Stored items
++++++++++++++++++++

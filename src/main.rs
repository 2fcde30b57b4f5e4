use std::net::SocketAddr;
use std::sync::Arc;
use std::time::Duration;

use tracing_subscriber::EnvFilter;

use novavoice::api::routes::{create_router, AppState};
use novavoice::auth::SessionStore;
use novavoice::config::Config;
use novavoice::db::Store;
use novavoice::storage::ArtifactStore;
use novavoice::tts::{select_engine, TtsService};

#[tokio::main]
async fn main() {
    // Initialize logging
    tracing_subscriber::fmt()
        .with_env_filter(
            EnvFilter::try_from_default_env().unwrap_or_else(|_| EnvFilter::new("info")),
        )
        .init();

    let config = Config::from_env();

    tracing::info!("NovaVoice server v{}", env!("CARGO_PKG_VERSION"));
    tracing::info!("Data directory: {}", config.data_dir.display());

    std::fs::create_dir_all(&config.data_dir).expect("Failed to create data directory");

    let store = Store::open(std::path::Path::new(&config.database_url))
        .await
        .expect("Failed to open database");
    store
        .seed_builtin_voices()
        .await
        .expect("Failed to seed built-in voices");

    let artifacts =
        ArtifactStore::new(&config.data_dir).expect("Failed to create artifact directories");

    let tts = TtsService::new(select_engine(config.engine));
    tracing::info!("Synthesis engine: {}", tts.engine_name());

    let sessions = SessionStore::new(Duration::from_secs(config.session_ttl_secs));

    let addr: SocketAddr = config.bind_addr().parse().expect("Invalid address");

    let state = Arc::new(AppState {
        config,
        store,
        sessions,
        artifacts,
        tts,
    });

    // Hourly sweep of expired sessions.
    let sweep = Arc::clone(&state);
    tokio::spawn(async move {
        let mut interval = tokio::time::interval(Duration::from_secs(3600));
        loop {
            interval.tick().await;
            sweep.sessions.cleanup();
        }
    });

    let app = create_router(state);

    tracing::info!("Starting server on http://{}", addr);

    let listener = tokio::net::TcpListener::bind(addr)
        .await
        .expect("Failed to bind to address");

    axum::serve(listener, app).await.expect("Server error");
}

++++++++++++++++++++

The task: In the records above, copy exactly the lines from the one that contains "let sweep = Arc::clone(&state);" through the last, and nothing else.

Answer to this task:
    let sweep = Arc::clone(&state);
    tokio::spawn(async move {
        let mut interval = tokio::time::interval(Duration::from_secs(3600));
        loop {
            interval.tick().await;
            sweep.sessions.cleanup();
        }
    });

    let app = create_router(state);

    tracing::info!("Starting server on http://{}", addr);

    let listener = tokio::net::TcpListener::bind(addr)
        .await
        .expect("Failed to bind to address");

    axum::serve(listener, app).await.expect("Server error");
}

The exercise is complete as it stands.